The cloud computing has developed rapidly during last few years. As shown by Gartner study, the cloud market has grown by 18% in 2013 and is now worth 131 billion (or thousand million) US dollars. By the year 2015 it is expected to hit the value of 180 billion. Despite some well known security and privacy concerns regarding public cloud storage, and even despite the PRISM global scandal, the future in which most (if not all) of our data is stored in the cloud seems inevitable. This requires a substantial shift in approach to software architecture and creates new challenge for software developers.

First, you need to abandon huge, complicated, monolytic applications in favour of platforms built from many small, interconnected services. Such services require much less resources, and can be easily replicated througout the cloud, increasing the overall stability and safety of the applications. One of the most famous examples of a successful SOA revolution is Amazon, which radically changed its software platform.

Second, you need to change the underlying technologies. For example, Java with its extremely resource hungry virtual machine, bloated frameworks and heavy threads seems a rather bad choice. On the other hand, Node.js with its small memory footprint and single-threaded, event-driven, non-blocking I/O model fits the cloud perfectly.
If you have ever had doubts about Javascript being the right choice for an enterprise application, than you should read about Paypal moving their backend from Java to Javascript. Except from huge cost savings (Paypal has been extensively using very expensive Java soultions like Terracotta BigMemory to scale its backend vertically) and increased productivity (engineers claim to be able to develop software twice as fast as in Java), Paypal also benefits from new skills of its software developers, who can now work both on frontend and backend using the same programming language.

Third, you may need to redesign the application flow and algorithms used. You may often get better results processing huge amount of data in small chunks on many small cloud instances, than all at once on few huge mainframes. It means not only using MapReduce to speed up your tasks, but also avoiding of using complex sequential algorithms. For example, in typical situations mergesort may perform worse than heapsort, but is much simpler to parallelize and with enough cloud instances will sort your data much faster.
But there is more to it than that. AMD has just announced a new line of 64-bit ARM server CPUs, which is widely regarded as the end of its race against Intel in high performance computing. ARM processors are less complicated and more power efficient than their Intel counterparts, but are also slower - which means that they will be more suited for clouds with many small instances.

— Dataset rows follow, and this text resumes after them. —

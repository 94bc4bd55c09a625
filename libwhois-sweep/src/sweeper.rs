use crate::{
    cname::{CnameSource, DnsCnameProbe, NoRecordError},
    ratelimit::QueryPacer,
    retry::RetryingResolver,
    table::WhoisResultTable,
    types::{ResolutionOutcome, SweepConfig, UnresolvedReason},
    whois::{TcpWhoisProbe, WhoisSource},
};
use futures::{
    stream::{self, Stream, StreamExt},
    FutureExt,
};
use hickory_resolver::ResolveError;
use std::{any::Any, panic::AssertUnwindSafe, pin::pin};
use thiserror::Error;
use tracing::{debug, error, info, info_span, warn, Instrument};

#[derive(Debug, Error)]
pub enum SweepError {
    #[error("failed to initialise DNS resolver: {0}")]
    Resolver(#[from] ResolveError),
}

/// Resolves WHOIS servers for a batch of TLDs.
///
/// Each TLD goes through the root WHOIS server first (with retries) and
/// falls back to the `<tld>.whois-servers.net` CNAME. At most
/// `concurrency_ceiling` TLDs are in flight at once.
pub struct Sweeper<W = TcpWhoisProbe, D = DnsCnameProbe> {
    whois: RetryingResolver<W>,
    cname: D,
    config: SweepConfig,
}

impl Sweeper {
    pub fn new() -> Result<Self, SweepError> {
        Self::with_config(SweepConfig::default())
    }

    pub fn with_config(config: SweepConfig) -> Result<Self, SweepError> {
        let whois = TcpWhoisProbe::from_config(&config);
        let cname = DnsCnameProbe::from_config(&config)?;
        Ok(Self::from_parts(whois, cname, config))
    }
}

impl<W: WhoisSource, D: CnameSource> Sweeper<W, D> {
    pub fn from_parts(whois: W, cname: D, config: SweepConfig) -> Self {
        let whois = RetryingResolver::new(whois, config.retry_policy())
            .with_pacer(QueryPacer::new(config.max_queries_per_second));
        Self {
            whois,
            cname,
            config,
        }
    }

    pub fn config(&self) -> &SweepConfig {
        &self.config
    }

    /// Runs the full primary-then-fallback resolution for one TLD.
    ///
    /// Never fails: anything that goes wrong, a panicking probe included,
    /// becomes `Unresolved`.
    pub async fn resolve_one(&self, tld: &str) -> ResolutionOutcome {
        let span = info_span!("tld", tld = %tld);

        AssertUnwindSafe(self.run_task(tld))
            .catch_unwind()
            .instrument(span.clone())
            .await
            .unwrap_or_else(|panic| {
                let message = panic_message(panic.as_ref());
                span.in_scope(|| error!(%message, "failed to fetch whois data"));
                ResolutionOutcome::Unresolved {
                    tld: tld.to_string(),
                    reason: UnresolvedReason::Panicked(message),
                }
            })
    }

    async fn run_task(&self, tld: &str) -> ResolutionOutcome {
        if let Some(server) = self.whois.resolve(tld).await {
            return ResolutionOutcome::Resolved {
                tld: tld.to_string(),
                server,
            };
        }

        let reason = match self.cname.lookup(tld).await {
            Ok(targets) => match targets.into_iter().find(|t| !t.is_empty()) {
                Some(server) => {
                    debug!(%server, "resolved through whois-servers.net");
                    return ResolutionOutcome::Resolved {
                        tld: tld.to_string(),
                        server,
                    };
                }
                None => UnresolvedReason::NoCnameRecords,
            },
            Err(NoRecordError::Empty(_)) => UnresolvedReason::NoCnameRecords,
            Err(e) => UnresolvedReason::CnameLookupFailed(e.to_string()),
        };

        match &reason {
            UnresolvedReason::NoCnameRecords => info!("no whois server found"),
            _ => warn!(%reason, "no whois server found"),
        }

        ResolutionOutcome::Unresolved {
            tld: tld.to_string(),
            reason,
        }
    }

    /// Outcomes in completion order, with bounded concurrency.
    pub fn resolve_stream<I>(&self, tlds: I) -> impl Stream<Item = ResolutionOutcome> + '_
    where
        I: IntoIterator<Item = String> + 'static,
    {
        self.indexed_stream(tlds.into_iter().collect())
            .map(|(_, outcome)| outcome)
    }

    fn indexed_stream(
        &self,
        tlds: Vec<String>,
    ) -> impl Stream<Item = (usize, ResolutionOutcome)> + '_ {
        stream::iter(tlds.into_iter().enumerate())
            .map(move |(index, tld)| async move { (index, self.resolve_one(&tld).await) })
            .buffer_unordered(self.config.effective_concurrency())
    }

    /// Resolves every TLD and returns one outcome per input.
    ///
    /// With a batch deadline configured, TLDs still pending when it expires
    /// come back as `Unresolved` with `DeadlineExceeded`.
    pub async fn resolve_all<I>(&self, tlds: I) -> Vec<ResolutionOutcome>
    where
        I: IntoIterator<Item = String>,
    {
        let tlds: Vec<String> = tlds.into_iter().collect();
        info!(
            count = tlds.len(),
            concurrency = self.config.effective_concurrency(),
            "resolving whois servers"
        );

        let Some(limit) = self.config.batch_deadline else {
            return self.resolve_stream(tlds).collect().await;
        };

        let deadline = tokio::time::Instant::now() + limit;
        let mut pending: Vec<Option<String>> = tlds.iter().cloned().map(Some).collect();
        let mut outcomes = Vec::with_capacity(tlds.len());
        let mut stream = pin!(self.indexed_stream(tlds));

        loop {
            match tokio::time::timeout_at(deadline, stream.next()).await {
                Ok(Some((index, outcome))) => {
                    pending[index] = None;
                    outcomes.push(outcome);
                }
                Ok(None) => break,
                Err(_) => {
                    let remaining = pending.iter().flatten().count();
                    warn!(?limit, remaining, "batch deadline exceeded");
                    break;
                }
            }
        }

        outcomes.extend(pending.into_iter().flatten().map(|tld| {
            ResolutionOutcome::Unresolved {
                tld,
                reason: UnresolvedReason::DeadlineExceeded,
            }
        }));
        outcomes
    }

    /// Resolves every TLD and folds the outcomes into the final table.
    pub async fn sweep<I>(&self, tlds: I) -> WhoisResultTable
    where
        I: IntoIterator<Item = String>,
    {
        WhoisResultTable::from_outcomes(self.resolve_all(tlds).await)
    }
}

fn panic_message(panic: &(dyn Any + Send)) -> String {
    if let Some(s) = panic.downcast_ref::<&str>() {
        s.to_string()
    } else if let Some(s) = panic.downcast_ref::<String>() {
        s.clone()
    } else {
        "unknown panic".to_string()
    }
}

#[cfg(test)]
mod tests {
    use super::*;
    use crate::whois::ProbeError;
    use std::time::Duration;

    struct StaticWhois(Option<&'static str>);

    impl WhoisSource for StaticWhois {
        async fn query(&self, _tld: &str) -> Result<String, ProbeError> {
            match self.0 {
                Some(reply) => Ok(reply.to_string()),
                None => Err(ProbeError::EmptyResponse),
            }
        }
    }

    struct StaticCname(Result<Vec<&'static str>, ()>);

    impl CnameSource for StaticCname {
        async fn lookup(&self, tld: &str) -> Result<Vec<String>, NoRecordError> {
            match &self.0 {
                Ok(targets) => Ok(targets.iter().map(|t| t.to_string()).collect()),
                Err(()) => Err(NoRecordError::Lookup {
                    name: tld.to_string(),
                    message: "NXDOMAIN".to_string(),
                }),
            }
        }
    }

    struct PanickingCname;

    impl CnameSource for PanickingCname {
        async fn lookup(&self, _tld: &str) -> Result<Vec<String>, NoRecordError> {
            panic!("resolver blew up")
        }
    }

    fn config() -> SweepConfig {
        SweepConfig {
            initial_delay: Duration::from_millis(10),
            ..SweepConfig::default()
        }
    }

    #[tokio::test(start_paused = true)]
    async fn primary_answer_skips_fallback() {
        let sweeper = Sweeper::from_parts(
            StaticWhois(Some("whois:        whois.nic.io\n")),
            PanickingCname,
            config(),
        );

        assert_eq!(
            sweeper.resolve_one("IO").await,
            ResolutionOutcome::Resolved {
                tld: "IO".to_string(),
                server: "whois.nic.io".to_string(),
            }
        );
    }

    #[tokio::test(start_paused = true)]
    async fn empty_primary_falls_back_to_cname() {
        let sweeper = Sweeper::from_parts(
            StaticWhois(Some("domain: EXAMPLE\nwhois:\n")),
            StaticCname(Ok(vec!["whois.example"])),
            config(),
        );

        assert_eq!(
            sweeper.resolve_one("EXAMPLE").await,
            ResolutionOutcome::Resolved {
                tld: "EXAMPLE".to_string(),
                server: "whois.example".to_string(),
            }
        );
    }

    #[tokio::test(start_paused = true)]
    async fn failing_primary_falls_back_to_first_cname() {
        let sweeper = Sweeper::from_parts(
            StaticWhois(None),
            StaticCname(Ok(vec!["first.example", "second.example"])),
            config(),
        );

        let outcome = sweeper.resolve_one("EXAMPLE").await;
        assert_eq!(outcome.server(), Some("first.example"));
    }

    #[tokio::test(start_paused = true)]
    async fn both_strategies_empty_is_unresolved() {
        let sweeper = Sweeper::from_parts(StaticWhois(None), StaticCname(Ok(vec![])), config());

        assert_eq!(
            sweeper.resolve_one("EXAMPLE").await,
            ResolutionOutcome::Unresolved {
                tld: "EXAMPLE".to_string(),
                reason: UnresolvedReason::NoCnameRecords,
            }
        );
    }

    #[tokio::test(start_paused = true)]
    async fn dns_error_is_unresolved() {
        let sweeper = Sweeper::from_parts(StaticWhois(None), StaticCname(Err(())), config());

        let outcome = sweeper.resolve_one("EXAMPLE").await;
        assert!(matches!(
            outcome,
            ResolutionOutcome::Unresolved {
                reason: UnresolvedReason::CnameLookupFailed(_),
                ..
            }
        ));
    }

    #[tokio::test(start_paused = true)]
    async fn panicking_probe_is_contained() {
        let sweeper = Sweeper::from_parts(StaticWhois(None), PanickingCname, config());

        let outcome = sweeper.resolve_one("EXAMPLE").await;
        assert_eq!(
            outcome,
            ResolutionOutcome::Unresolved {
                tld: "EXAMPLE".to_string(),
                reason: UnresolvedReason::Panicked("resolver blew up".to_string()),
            }
        );
    }
}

Finally, there is a whole new class of problems in cloud computing, which are either not present, or long solved in traditional applications, like data consistence or dealing with transactions. Some of them cannot be solved by software, and they require change in your business model: for example you may have to trade real time consistency for the amount of traffic your application can handle. Also, most cloud installations suffer from poor I/O performance, because there are usually many virtual instances simultaneously trying to access one physical device like hard drive or network interface.